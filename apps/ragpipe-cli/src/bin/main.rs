use std::path::{Path, PathBuf};

use anyhow::{bail, Context, Result};
use clap::{Parser, Subcommand};
use indicatif::{ProgressBar, ProgressStyle};
use tracing::warn;
use tracing_subscriber::EnvFilter;

use ragpipe_core::config::Config;
use ragpipe_core::documents::DocumentLoader;
use ragpipe_pipeline::bootstrap::from_settings;
use ragpipe_pipeline::Pipeline;

#[derive(Parser)]
#[command(name = "ragpipe", about = "Ingest text files and ask questions over them")]
struct Cli {
    /// Directory holding config.toml and the config.<env>.toml overlays.
    #[arg(long, global = true, env = "RAGPIPE_CONFIG_DIR", default_value = ".")]
    config_dir: PathBuf,

    /// Override rag.search_limit.
    #[arg(long, global = true)]
    limit: Option<usize>,

    /// Use offline hash embeddings and the context-echo answerer.
    #[arg(long, global = true)]
    fake: bool,

    #[command(subcommand)]
    command: Commands,
}

#[derive(Subcommand)]
enum Commands {
    /// Ingest every matching file under a directory; doc id = file name
    Ingest {
        dir: PathBuf,
        /// Only ingest the first N files (sorted by path)
        #[arg(long)]
        max_files: Option<usize>,
        #[arg(long, default_value = "txt")]
        extension: String,
    },
    /// Answer a question from the indexed documents
    Query { question: String },
    /// Print the ranked context blob for a question
    Retrieve { question: String },
}

#[tokio::main]
async fn main() -> Result<()> {
    tracing_subscriber::fmt()
        .with_env_filter(
            EnvFilter::try_from_default_env().unwrap_or_else(|_| EnvFilter::new("warn")),
        )
        .with_target(false)
        .init();

    let cli = Cli::parse();
    let mut config = Config::load_from(&cli.config_dir).context("loading configuration")?;
    if let Some(limit) = cli.limit {
        config = config.with_override("rag.search_limit", limit);
    }
    if cli.fake {
        config = config.with_override("embedding.provider", "fake");
    }
    let settings = config.settings()?;
    let pipeline = from_settings(&settings).await?;

    match cli.command {
        Commands::Ingest { dir, max_files, extension } => {
            ingest_dir(&pipeline, &dir, max_files, &extension).await
        }
        Commands::Query { question } => {
            let answer = pipeline.answer(&question).await?;
            println!("{}", answer.answer);
            println!("\n📚 Sources:");
            for (i, hit) in answer.context.iter().enumerate() {
                println!("  {}. [{:.4}] {}", i + 1, hit.score, preview(&hit.text, 80));
            }
            Ok(())
        }
        Commands::Retrieve { question } => {
            println!("{}", pipeline.retrieve(&question).await?);
            Ok(())
        }
    }
}

async fn ingest_dir(
    pipeline: &Pipeline,
    dir: &Path,
    max_files: Option<usize>,
    extension: &str,
) -> Result<()> {
    let mut loader = DocumentLoader::new().with_extension(extension);
    if let Some(n) = max_files {
        loader = loader.with_limit(n);
    }
    let documents = loader.load_directory(dir)?;
    if documents.is_empty() {
        bail!("no .{extension} files found in {}", dir.display());
    }
    println!("Ingesting {} files from {}", documents.len(), dir.display());

    let pb = ProgressBar::new(documents.len() as u64);
    pb.set_style(
        ProgressStyle::default_bar()
            .template(
                "{spinner:.green} [{elapsed_precise}] [{bar:40.cyan/blue}] {pos}/{len} files {msg}",
            )?
            .progress_chars("#>-"),
    );
    let (mut ok, mut failed, mut chunks) = (0usize, 0usize, 0usize);
    for doc in &documents {
        pb.set_message(doc.doc_id.clone());
        match pipeline.ingest(&doc.text, &doc.doc_id).await {
            Ok(report) => {
                ok += 1;
                chunks += report.chunks;
            }
            Err(e) => {
                failed += 1;
                warn!(file = %doc.path.display(), error = %e, "failed to ingest file");
            }
        }
        pb.inc(1);
    }
    pb.finish_with_message("done");
    println!("✅ Ingested {ok} files ({chunks} chunks), {failed} failed");
    if ok == 0 {
        bail!("no files were ingested");
    }
    Ok(())
}

fn preview(text: &str, max_chars: usize) -> String {
    let flat = text.split_whitespace().collect::<Vec<_>>().join(" ");
    if flat.chars().count() <= max_chars {
        return flat;
    }
    let cut: String = flat.chars().take(max_chars).collect();
    format!("{cut}…")
}
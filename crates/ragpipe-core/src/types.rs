//! Domain types shared by the chunker, the pipeline and the index backends.

use serde::{Deserialize, Serialize};

pub type PointId = u64;

/// One piece of a source document produced by chunking.
///
/// - `index`: zero-based position within the document's segment sequence
/// - `text`: the rendered segment, never empty
/// - `source_doc_id`: caller supplied document id; empty means unattributed
#[derive(Debug, Clone, PartialEq, Eq)]
pub struct Segment {
    pub index: usize,
    pub text: String,
    pub source_doc_id: String,
}

impl Segment {
    /// Number the chunker output in order and attribute it to `doc_id`.
    pub fn sequence(chunks: Vec<String>, doc_id: &str) -> Vec<Segment> {
        chunks
            .into_iter()
            .enumerate()
            .map(|(index, text)| Segment { index, text, source_doc_id: doc_id.to_string() })
            .collect()
    }
}

/// Payload stored next to every vector.
#[derive(Debug, Clone, PartialEq, Eq, Serialize, Deserialize)]
pub struct PointPayload {
    pub text: String,
    pub doc_id: String,
    pub chunk_index: usize,
}

/// The unit persisted in a vector index.
///
/// `vector.len()` always equals the dimensionality the index was provisioned with.
#[derive(Debug, Clone, PartialEq, Serialize, Deserialize)]
pub struct IndexedPoint {
    pub id: PointId,
    pub vector: Vec<f32>,
    pub payload: PointPayload,
}

/// A nearest neighbour returned by a similarity search.
///
/// `score` is backend specific; higher is always better.
#[derive(Debug, Clone, PartialEq, Serialize, Deserialize)]
pub struct RetrievedResult {
    pub text: String,
    pub score: f32,
}

impl RetrievedResult {
    pub fn new(text: impl Into<String>, score: f32) -> Self {
        Self { text: text.into(), score }
    }
}
//! LanceDB connection and table helpers.
use std::sync::Arc;

use arrow_array::RecordBatchIterator;
use arrow_schema::Schema;
use lancedb::{connect, Connection};

use ragpipe_core::error::StoreError;

use crate::schema::vector_dim;

pub async fn open_db(uri: &str) -> Result<Connection, StoreError> {
    connect(uri).execute().await.map_err(|e| StoreError::Connection(format!("{uri}: {e}")))
}

pub async fn table_exists(conn: &Connection, name: &str) -> Result<bool, StoreError> {
    let names = conn
        .table_names()
        .execute()
        .await
        .map_err(|e| StoreError::Connection(e.to_string()))?;
    Ok(names.iter().any(|n| n == name))
}

/// Create `name` with `schema` when missing. Returns true if it was created.
pub async fn ensure_table(
    conn: &Connection,
    name: &str,
    schema: Arc<Schema>,
) -> Result<bool, StoreError> {
    if table_exists(conn, name).await? {
        return Ok(false);
    }
    // create empty table with 0 rows
    let iter = RecordBatchIterator::new(vec![].into_iter(), schema.clone());
    conn.create_table(name, Box::new(iter))
        .execute()
        .await
        .map_err(|e| StoreError::Schema(format!("failed to create table {name}: {e}")))?;
    Ok(true)
}

/// Vector length of an existing table.
pub async fn table_vector_dim(conn: &Connection, name: &str) -> Result<usize, StoreError> {
    let table = conn
        .open_table(name)
        .execute()
        .await
        .map_err(|e| StoreError::Connection(e.to_string()))?;
    let schema = table.schema().await.map_err(|e| StoreError::Schema(e.to_string()))?;
    vector_dim(&schema).ok_or_else(|| {
        StoreError::Schema(format!("table {name} has no fixed-size vector column"))
    })
}
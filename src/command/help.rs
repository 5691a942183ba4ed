use super::spec::{ArgSpec, CommandSettings, CommandSpec};

/// Render an argument's help, substituting `{values}` with its choice list.
fn arg_help(arg: &ArgSpec, settings: &CommandSettings) -> String {
    match arg.choices.as_ref().and_then(|key| settings.get(key)) {
        Some(values) => arg.help.replace("{values}", &values.join(", ")),
        None => arg.help.clone(),
    }
}

fn arg_line(arg: &ArgSpec, settings: &CommandSettings) -> String {
    format!("\t`{}`\t{}", arg.names.join(", "), arg_help(arg, settings))
}

/// Usage text shown when a command is invoked incorrectly or with `-h`.
pub fn format_help_text(user: &str, spec: &CommandSpec, settings: &CommandSettings) -> String {
    let required = if spec.required.is_empty() {
        String::new()
    } else {
        let mut lines = vec!["Required Arguments:".to_string()];
        lines.extend(spec.required.iter().map(|arg| arg_line(arg, settings)));
        lines.join("\n") + "\n\n"
    };

    let mut optional = vec![
        "Optional Arguments:".to_string(),
        "\t`-h, --help`\tShow this help text.".to_string(),
    ];
    optional.extend(spec.optional.iter().map(|arg| arg_line(arg, settings)));

    format!(
        "@{user}: `{}`: {}\n\n```{}```\n\n{required}{}",
        spec.name,
        spec.description,
        spec.usage,
        optional.join("\n")
    )
}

◆ EXERCISE AIM ◆
Would you please filter the lines above and copy every one that includes "fake"?

◆ RESPONSE AREA ◆
    fake: bool,
    if cli.fake {
        config = config.with_override("embedding.provider", "fake");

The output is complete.